La politica da museo e il rosmarino prostrato

di Palmira Mancuso – La “guerriglia gardening” in casa Bonino-Pulejo si è rivelata una ottima strategia di marketing, anche politico. Altro che “roba da museo”: oggi nel piazzale del Mume, tra i viali cementificati e le aiuole dove hanno trovato posto diverse e pregiate specie di piante mediterranee, la vera protagonista è stata la destra messinese, quella pronta a dare un contributo elettorale a Bramanti (s’intende).

Categorico Musumeci che non ha voluto rilasciare dichiarazioni in merito alla sua presenza anche in chiave elettorale, perchè in veste di “presidente di tutti”. Così di accordi elettorali, di riunioni avvenute prima e dopo la tappa al museo, nel segno di una candidatura che trova sostegno nelle radici della “vecchia guardia” della Fondazione Bonino Pulejo, dovremo parlarne in un’altra occasione. E non ci resta che proseguire la nostra passeggiata disincatata tra la vegetazione, dove spiccano certo i “sempreverdi” visto che la primavera tarda ad arrivare.
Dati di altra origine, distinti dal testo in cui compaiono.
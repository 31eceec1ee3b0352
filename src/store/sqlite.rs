//! SQLite-backed appointment store.
//!
//! One database file, two tables: `appointments` and their
//! `appointment_offsets` sub-records. A derived `fires_at` column holds the
//! UTC resolution of the local deadline so `list_future` stays a single
//! indexed query.

use std::path::Path;
use std::sync::Mutex;

use chrono::{DateTime, Duration, NaiveDateTime, Utc};
use chrono_tz::Tz;
use rusqlite::{Connection, OptionalExtension, params};

use super::{AppointmentStore, StoreError};
use crate::appointment::{Appointment, AppointmentDraft, AppointmentId};
use crate::recurrence::resolve_local;
use crate::repetition::Repetition;

/// Wire format for local date-times in the `local_date` column.
const DATE_FORMAT: &str = "%Y-%m-%dT%H:%M:%S";

/// Complete DDL for the appointment database.
///
/// Uses `IF NOT EXISTS` throughout so `apply_schema` is idempotent.
const SCHEMA_SQL: &str = r#"
PRAGMA journal_mode = WAL;

CREATE TABLE IF NOT EXISTS appointments (
    id         INTEGER PRIMARY KEY AUTOINCREMENT,
    title      TEXT NOT NULL,
    local_date TEXT NOT NULL,     -- wall clock, %Y-%m-%dT%H:%M:%S
    timezone   TEXT NOT NULL,     -- IANA identifier
    repetition TEXT NOT NULL,     -- compact rule id ("o", "d2", ...)
    community  TEXT NOT NULL,
    fires_at   INTEGER NOT NULL   -- UTC epoch seconds of local_date
);

CREATE INDEX IF NOT EXISTS idx_appointments_fires_at ON appointments(fires_at);

CREATE TABLE IF NOT EXISTS appointment_offsets (
    appointment_id INTEGER NOT NULL,
    offset_secs    INTEGER NOT NULL
);

CREATE INDEX IF NOT EXISTS idx_offsets_appointment ON appointment_offsets(appointment_id);
"#;

/// SQLite-backed appointment store.
///
/// Thread-safe via an internal `Mutex<Connection>`; all access is
/// serialized, which also gives the engine the one-writer-per-id guarantee
/// it relies on.
pub struct SqliteAppointmentStore {
    conn: Mutex<Connection>,
}

impl SqliteAppointmentStore {
    /// Open (or create) the database at `path`, applying the schema.
    pub fn open(path: &Path) -> Result<Self, StoreError> {
        if let Some(parent) = path.parent() {
            std::fs::create_dir_all(parent).map_err(|e| StoreError::Io(e.to_string()))?;
        }
        let conn = Connection::open(path)?;
        conn.execute_batch(SCHEMA_SQL)?;
        Ok(Self { conn: Mutex::new(conn) })
    }

    /// Open a throwaway in-memory database. For tests.
    pub fn open_in_memory() -> Result<Self, StoreError> {
        let conn = Connection::open_in_memory()?;
        conn.execute_batch(SCHEMA_SQL)?;
        Ok(Self { conn: Mutex::new(conn) })
    }

    /// Acquire the connection mutex.
    fn lock(&self) -> Result<std::sync::MutexGuard<'_, Connection>, StoreError> {
        self.conn.lock().map_err(|e| StoreError::Lock(e.to_string()))
    }
}

impl AppointmentStore for SqliteAppointmentStore {
    fn create(&self, draft: &AppointmentDraft) -> Result<AppointmentId, StoreError> {
        let fires_at = utc_epoch(draft.date, draft.timezone)?;
        let conn = self.lock()?;
        let tx = conn.unchecked_transaction()?;

        tx.execute(
            "INSERT INTO appointments (title, local_date, timezone, repetition, community, fires_at) \
             VALUES (?1, ?2, ?3, ?4, ?5, ?6)",
            params![
                draft.title,
                draft.date.format(DATE_FORMAT).to_string(),
                draft.timezone.name(),
                draft.repetition.id(),
                draft.community,
                fires_at,
            ],
        )?;
        let id = tx.last_insert_rowid();

        for offset in &draft.offsets {
            tx.execute(
                "INSERT INTO appointment_offsets (appointment_id, offset_secs) VALUES (?1, ?2)",
                params![id, offset.num_seconds()],
            )?;
        }

        tx.commit()?;
        Ok(id)
    }

    fn get(&self, id: AppointmentId) -> Result<Option<Appointment>, StoreError> {
        let conn = self.lock()?;
        let mut stmt = conn.prepare(
            "SELECT id, title, local_date, timezone, repetition, community \
             FROM appointments WHERE id = ?1",
        )?;
        let mut rows = stmt.query_map(params![id], row_to_raw)?;

        match rows.next() {
            Some(raw) => {
                let appt = raw?.into_appointment(load_offsets(&conn, id)?)?;
                Ok(Some(appt))
            }
            None => Ok(None),
        }
    }

    fn list_all(&self) -> Result<Vec<Appointment>, StoreError> {
        self.select_many("SELECT id, title, local_date, timezone, repetition, community \
             FROM appointments ORDER BY fires_at", None)
    }

    fn list_future(&self, now: DateTime<Utc>) -> Result<Vec<Appointment>, StoreError> {
        self.select_many(
            "SELECT id, title, local_date, timezone, repetition, community \
             FROM appointments WHERE fires_at > ?1 ORDER BY fires_at",
            Some(now.timestamp()),
        )
    }

    fn update_date(&self, id: AppointmentId, new_date: NaiveDateTime) -> Result<(), StoreError> {
        let conn = self.lock()?;
        let tz_str: Option<String> = conn
            .query_row(
                "SELECT timezone FROM appointments WHERE id = ?1",
                params![id],
                |row| row.get(0),
            )
            .optional()?;
        let tz_str = tz_str.ok_or(StoreError::NotFound(id))?;
        let tz = parse_timezone(&tz_str)?;
        let fires_at = utc_epoch(new_date, tz)?;

        conn.execute(
            "UPDATE appointments SET local_date = ?1, fires_at = ?2 WHERE id = ?3",
            params![new_date.format(DATE_FORMAT).to_string(), fires_at, id],
        )?;
        Ok(())
    }

    fn delete(&self, id: AppointmentId) -> Result<bool, StoreError> {
        let conn = self.lock()?;
        let tx = conn.unchecked_transaction()?;
        tx.execute(
            "DELETE FROM appointment_offsets WHERE appointment_id = ?1",
            params![id],
        )?;
        let removed = tx.execute("DELETE FROM appointments WHERE id = ?1", params![id])?;
        tx.commit()?;
        Ok(removed > 0)
    }
}

impl SqliteAppointmentStore {
    fn select_many(&self, sql: &str, after: Option<i64>) -> Result<Vec<Appointment>, StoreError> {
        let conn = self.lock()?;
        let mut stmt = conn.prepare(sql)?;

        let raws: Vec<rusqlite::Result<RawRow>> = match after {
            Some(epoch) => stmt.query_map(params![epoch], row_to_raw)?.collect(),
            None => stmt.query_map([], row_to_raw)?.collect(),
        };

        let mut appointments = Vec::with_capacity(raws.len());
        for raw in raws {
            let raw = raw?;
            let id = raw.id;
            appointments.push(raw.into_appointment(load_offsets(&conn, id)?)?);
        }
        Ok(appointments)
    }
}

/// An `appointments` row before timezone/rule validation.
struct RawRow {
    id: AppointmentId,
    title: String,
    local_date: String,
    timezone: String,
    repetition: String,
    community: String,
}

impl RawRow {
    fn into_appointment(self, offsets: Vec<Duration>) -> Result<Appointment, StoreError> {
        let date = NaiveDateTime::parse_from_str(&self.local_date, DATE_FORMAT)
            .map_err(|e| StoreError::Invalid(format!("bad local_date '{}': {e}", self.local_date)))?;
        let timezone = parse_timezone(&self.timezone)?;
        let repetition: Repetition = self
            .repetition
            .parse()
            .map_err(|e| StoreError::Invalid(format!("bad repetition id '{}': {e}", self.repetition)))?;

        Ok(Appointment {
            id: self.id,
            title: self.title,
            date,
            timezone,
            repetition,
            offsets,
            community: self.community,
        })
    }
}

fn row_to_raw(row: &rusqlite::Row<'_>) -> rusqlite::Result<RawRow> {
    Ok(RawRow {
        id: row.get(0)?,
        title: row.get(1)?,
        local_date: row.get(2)?,
        timezone: row.get(3)?,
        repetition: row.get(4)?,
        community: row.get(5)?,
    })
}

fn load_offsets(conn: &Connection, id: AppointmentId) -> Result<Vec<Duration>, StoreError> {
    let mut stmt = conn.prepare(
        "SELECT offset_secs FROM appointment_offsets WHERE appointment_id = ?1 \
         ORDER BY offset_secs DESC",
    )?;
    let rows = stmt.query_map(params![id], |row| row.get::<_, i64>(0))?;

    let mut offsets = Vec::new();
    for secs in rows {
        offsets.push(Duration::seconds(secs?));
    }
    Ok(offsets)
}

fn parse_timezone(s: &str) -> Result<Tz, StoreError> {
    s.parse()
        .map_err(|_| StoreError::Invalid(format!("unknown timezone '{s}'")))
}

/// UTC epoch seconds of a local deadline; a DST-gap date is not storable.
fn utc_epoch(date: NaiveDateTime, tz: Tz) -> Result<i64, StoreError> {
    resolve_local(date, tz)
        .map(|t| t.timestamp())
        .ok_or_else(|| StoreError::Invalid(format!("{date} does not exist in {tz}")))
}

#[cfg(test)]
mod tests {
    #![allow(clippy::unwrap_used, clippy::expect_used)]

    use super::*;
    use crate::repetition::RepeatUnit;
    use chrono::{NaiveDate, TimeZone};

    fn draft(title: &str, date: NaiveDateTime) -> AppointmentDraft {
        AppointmentDraft {
            title: title.to_owned(),
            date,
            timezone: "Europe/Berlin".parse().unwrap(),
            repetition: Repetition::Every { unit: RepeatUnit::Week, interval: 1 },
            offsets: vec![Duration::hours(2), Duration::minutes(30)],
            community: "guild-1".to_owned(),
        }
    }

    fn local(y: i32, mo: u32, d: u32, h: u32) -> NaiveDateTime {
        NaiveDate::from_ymd_opt(y, mo, d)
            .unwrap()
            .and_hms_opt(h, 0, 0)
            .unwrap()
    }

    #[test]
    fn create_then_get_round_trips() {
        let store = SqliteAppointmentStore::open_in_memory().unwrap();
        let d = draft("raid night", local(2030, 6, 1, 20));
        let id = store.create(&d).unwrap();

        let appt = store.get(id).unwrap().expect("appointment exists");
        assert_eq!(appt.id, id);
        assert_eq!(appt.title, "raid night");
        assert_eq!(appt.date, d.date);
        assert_eq!(appt.timezone.name(), "Europe/Berlin");
        assert_eq!(appt.repetition, d.repetition);
        assert_eq!(appt.community, "guild-1");
        // Offsets come back furthest-first.
        assert_eq!(appt.offsets, vec![Duration::hours(2), Duration::minutes(30)]);
    }

    #[test]
    fn get_missing_is_none() {
        let store = SqliteAppointmentStore::open_in_memory().unwrap();
        assert!(store.get(999).unwrap().is_none());
    }

    #[test]
    fn list_future_filters_elapsed() {
        let store = SqliteAppointmentStore::open_in_memory().unwrap();
        store.create(&draft("past", local(2020, 1, 1, 10))).unwrap();
        let future_id = store.create(&draft("future", local(2030, 1, 1, 10))).unwrap();

        let now = Utc.with_ymd_and_hms(2025, 1, 1, 0, 0, 0).unwrap();
        let future = store.list_future(now).unwrap();
        assert_eq!(future.len(), 1);
        assert_eq!(future[0].id, future_id);

        assert_eq!(store.list_all().unwrap().len(), 2);
    }

    #[test]
    fn update_date_moves_deadline_and_keeps_offsets() {
        let store = SqliteAppointmentStore::open_in_memory().unwrap();
        let id = store.create(&draft("standup", local(2030, 6, 1, 9))).unwrap();

        store.update_date(id, local(2030, 6, 8, 9)).unwrap();

        let appt = store.get(id).unwrap().unwrap();
        assert_eq!(appt.date, local(2030, 6, 8, 9));
        assert_eq!(appt.offsets.len(), 2);

        // fires_at moved with the date.
        let now = Utc.with_ymd_and_hms(2030, 6, 2, 0, 0, 0).unwrap();
        assert_eq!(store.list_future(now).unwrap().len(), 1);
    }

    #[test]
    fn update_date_unknown_id_is_not_found() {
        let store = SqliteAppointmentStore::open_in_memory().unwrap();
        let err = store.update_date(42, local(2030, 1, 1, 0)).unwrap_err();
        assert!(matches!(err, StoreError::NotFound(42)));
    }

    #[test]
    fn delete_removes_appointment_and_offsets() {
        let store = SqliteAppointmentStore::open_in_memory().unwrap();
        let id = store.create(&draft("one", local(2030, 1, 1, 10))).unwrap();
        let keep = store.create(&draft("two", local(2030, 2, 1, 10))).unwrap();

        assert!(store.delete(id).unwrap());
        assert!(store.get(id).unwrap().is_none());
        assert!(!store.delete(id).unwrap(), "second delete is a no-op");

        // Unrelated appointment untouched, offsets intact.
        let other = store.get(keep).unwrap().unwrap();
        assert_eq!(other.offsets.len(), 2);
    }

    #[test]
    fn dst_gap_date_is_not_storable() {
        let store = SqliteAppointmentStore::open_in_memory().unwrap();
        let gap = NaiveDate::from_ymd_opt(2022, 3, 27)
            .unwrap()
            .and_hms_opt(2, 30, 0)
            .unwrap();
        assert!(matches!(store.create(&draft("gap", gap)), Err(StoreError::Invalid(_))));
    }

    #[test]
    fn persists_across_reopen() {
        let dir = tempfile::tempdir().unwrap();
        let path = dir.path().join("agenda.db");

        let id = {
            let store = SqliteAppointmentStore::open(&path).unwrap();
            store.create(&draft("durable", local(2030, 3, 1, 18))).unwrap()
        };

        let store = SqliteAppointmentStore::open(&path).unwrap();
        let appt = store.get(id).unwrap().expect("survives reopen");
        assert_eq!(appt.title, "durable");
    }
}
Tra strette di mano e presentazioni, e omaggi plateali di antica riconoscenza, il clima è quello della passerella elettorale, con l’assessore Razza in jeans strappato accanto a Dino Bramanti, mentre quel che resta del vento sullo Stretto soffia leggero a scompigliare i capelli di Piero Adamo e il “tirabaci” del capo della segreteria tecnica dell’assessorato regionale alla Salute Ferdinando Croce.

Molte le istituzioni politiche della sanità siciliana, senza dimenticare la deputata Elvira Amata membro della commissione sanità dell’Ars e pronta a presentare la lista dei suoi “Fratelli d’Italia” a sostegno di Bramanti: giusto perchè il centro destra a Messina non gode di ottima salute, vista l’emorragia di voti che potrebbe provocare lo strappo di Pippo Trischitta che rivendica la coerenza di antiche fiamme che qualcuno oggi vorrebbe alimentare con le palle di pellet, a cui l’ex consigliere comunale non vuole adeguarsi. Fino a legittimare (tramite annunciata querela da parte di Bramanti) che sia un insulto mostrarsi a pranzo o a cena con Genovese, i cui voti continuano a far gola a tutti (però in maniera riservata).
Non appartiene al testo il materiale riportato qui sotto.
//! Repetition rules.
//!
//! An appointment either happens once or repeats every N days, weeks,
//! months, or years. Rules serialize to a compact textual id (`"o"`,
//! `"d2"`, `"w1"`, ...) which is the only form the store sees; everything
//! above the store boundary works with the typed rule.

use serde::de::Error as _;
use serde::{Deserialize, Deserializer, Serialize, Serializer};
use std::fmt;
use std::str::FromStr;

/// Granularity of a recurring rule.
#[derive(Debug, Clone, Copy, PartialEq, Eq)]
pub enum RepeatUnit {
    /// Every N days.
    Day,
    /// Every N weeks.
    Week,
    /// Every N months, same day-of-month.
    Month,
    /// Every N years, same calendar date.
    Year,
}

impl RepeatUnit {
    fn letter(self) -> char {
        match self {
            Self::Day => 'd',
            Self::Week => 'w',
            Self::Month => 'm',
            Self::Year => 'y',
        }
    }
}

/// How often an appointment recurs.
#[derive(Debug, Clone, Copy, PartialEq, Eq)]
pub enum Repetition {
    /// No recurrence; the appointment fires once and is removed.
    Once,
    /// Recurs every `interval` units. `interval` is always >= 1; parsing
    /// rejects zero.
    Every {
        /// Recurrence granularity.
        unit: RepeatUnit,
        /// Number of units between occurrences.
        interval: u32,
    },
}

impl Repetition {
    /// Compact textual id: `"o"` for once, `{d|w|m|y}{interval}` otherwise.
    pub fn id(&self) -> String {
        match self {
            Self::Once => "o".to_owned(),
            Self::Every { unit, interval } => format!("{}{interval}", unit.letter()),
        }
    }

    /// Returns `true` for any rule other than [`Repetition::Once`].
    pub fn is_recurring(&self) -> bool {
        !matches!(self, Self::Once)
    }
}

impl fmt::Display for Repetition {
    fn fmt(&self, f: &mut fmt::Formatter<'_>) -> fmt::Result {
        match self {
            Self::Once => write!(f, "once"),
            Self::Every { unit, interval } => {
                let noun = match unit {
                    RepeatUnit::Day => "day",
                    RepeatUnit::Week => "week",
                    RepeatUnit::Month => "month",
                    RepeatUnit::Year => "year",
                };
                if *interval == 1 {
                    write!(f, "every {noun}")
                } else {
                    write!(f, "every {interval} {noun}s")
                }
            }
        }
    }
}

/// Failure to parse a compact repetition id.
#[derive(Debug, Clone, PartialEq, Eq, thiserror::Error)]
pub enum RepetitionParseError {
    /// The input was empty.
    #[error("empty repetition id")]
    Empty,

    /// The unit letter is not one of `o`, `d`, `w`, `m`, `y`.
    #[error("unknown repetition unit '{0}'")]
    UnknownUnit(char),

    /// A recurring unit letter with no interval digits after it.
    #[error("missing repetition interval")]
    MissingInterval,

    /// The interval is not a positive integer.
    #[error("invalid repetition interval '{0}'")]
    InvalidInterval(String),
}

impl FromStr for Repetition {
    type Err = RepetitionParseError;

    fn from_str(s: &str) -> Result<Self, Self::Err> {
        let mut chars = s.chars();
        let letter = chars.next().ok_or(RepetitionParseError::Empty)?;
        if letter == 'o' && chars.as_str().is_empty() {
            return Ok(Self::Once);
        }

        let unit = match letter {
            'd' => RepeatUnit::Day,
            'w' => RepeatUnit::Week,
            'm' => RepeatUnit::Month,
            'y' => RepeatUnit::Year,
            other => return Err(RepetitionParseError::UnknownUnit(other)),
        };

        let digits = chars.as_str();
        if digits.is_empty() {
            return Err(RepetitionParseError::MissingInterval);
        }
        let interval: u32 = digits
            .parse()
            .map_err(|_| RepetitionParseError::InvalidInterval(digits.to_owned()))?;
        if interval == 0 {
            return Err(RepetitionParseError::InvalidInterval(digits.to_owned()));
        }

        Ok(Self::Every { unit, interval })
    }
}

impl Serialize for Repetition {
    fn serialize<S: Serializer>(&self, serializer: S) -> Result<S::Ok, S::Error> {
        serializer.serialize_str(&self.id())
    }
}

impl<'de> Deserialize<'de> for Repetition {
    fn deserialize<D: Deserializer<'de>>(deserializer: D) -> Result<Self, D::Error> {
        let s = String::deserialize(deserializer)?;
        s.parse().map_err(D::Error::custom)
    }
}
Restiamo nel piazzale dove dal seguito istituzionale che accompagna il Governatore tra le piantine nuove di zecca, si stacca solitario l’unico uomo in maglietta: il sindaco Accorinti che, poco avvezzo ai defilè (senza nemmeno bisogno di metafora) e dimenticandosi di essere anche lui in campagna elettorale, lascia correndo ginnicamente l’area che nel frattempo si è più che popolata. Strappa a qualcuno un sorriso, ad altri un sospiro di sollievo.

E’ poi la volta di Giovanni Ardizzone, che di politica non ne vuole proprio più parlare, e aumenta il passo quando dopo un saluto la nostra curiosità va oltre il suo “essere stato invitato all’inaugurazione”.

Riconosciamo Carmelo Briguglio, Lucrezia Lorenzini che chiacchera affettuosamente con Daniela Faranda, Daniele Tranchida. Arrivano insieme Silvestro Arbuse e Dario Caroniti. 
E mentre Musumeci è ancora intento a scoprire arbusti e piante rare, notiamo anche Nino Germanà e il neo rettore Salvatore Cuzzocrea che fanno gruppetto a se: cognomi che valgono quel senso di “immutabilità” per il quale il ricambio generazionale è solo questione anagrafica, tranne per amici d’infanzia o se sei fortunato, compagni di scuola dei pargoli prescelti.

Torniamo a camminare. In fondo eravamo qui per l’inaugurazione di un giardino. Allora guardiamo da vicino le piante. Ci viene agli occhi il “rosmarino prostrato”. Ci chiediamo se il genius loci vuol dirci qualcosa. E ci viene in mente lo Zibaldone di Leopardi. Ma forse è solo il momento di tornare a casa a pranzare.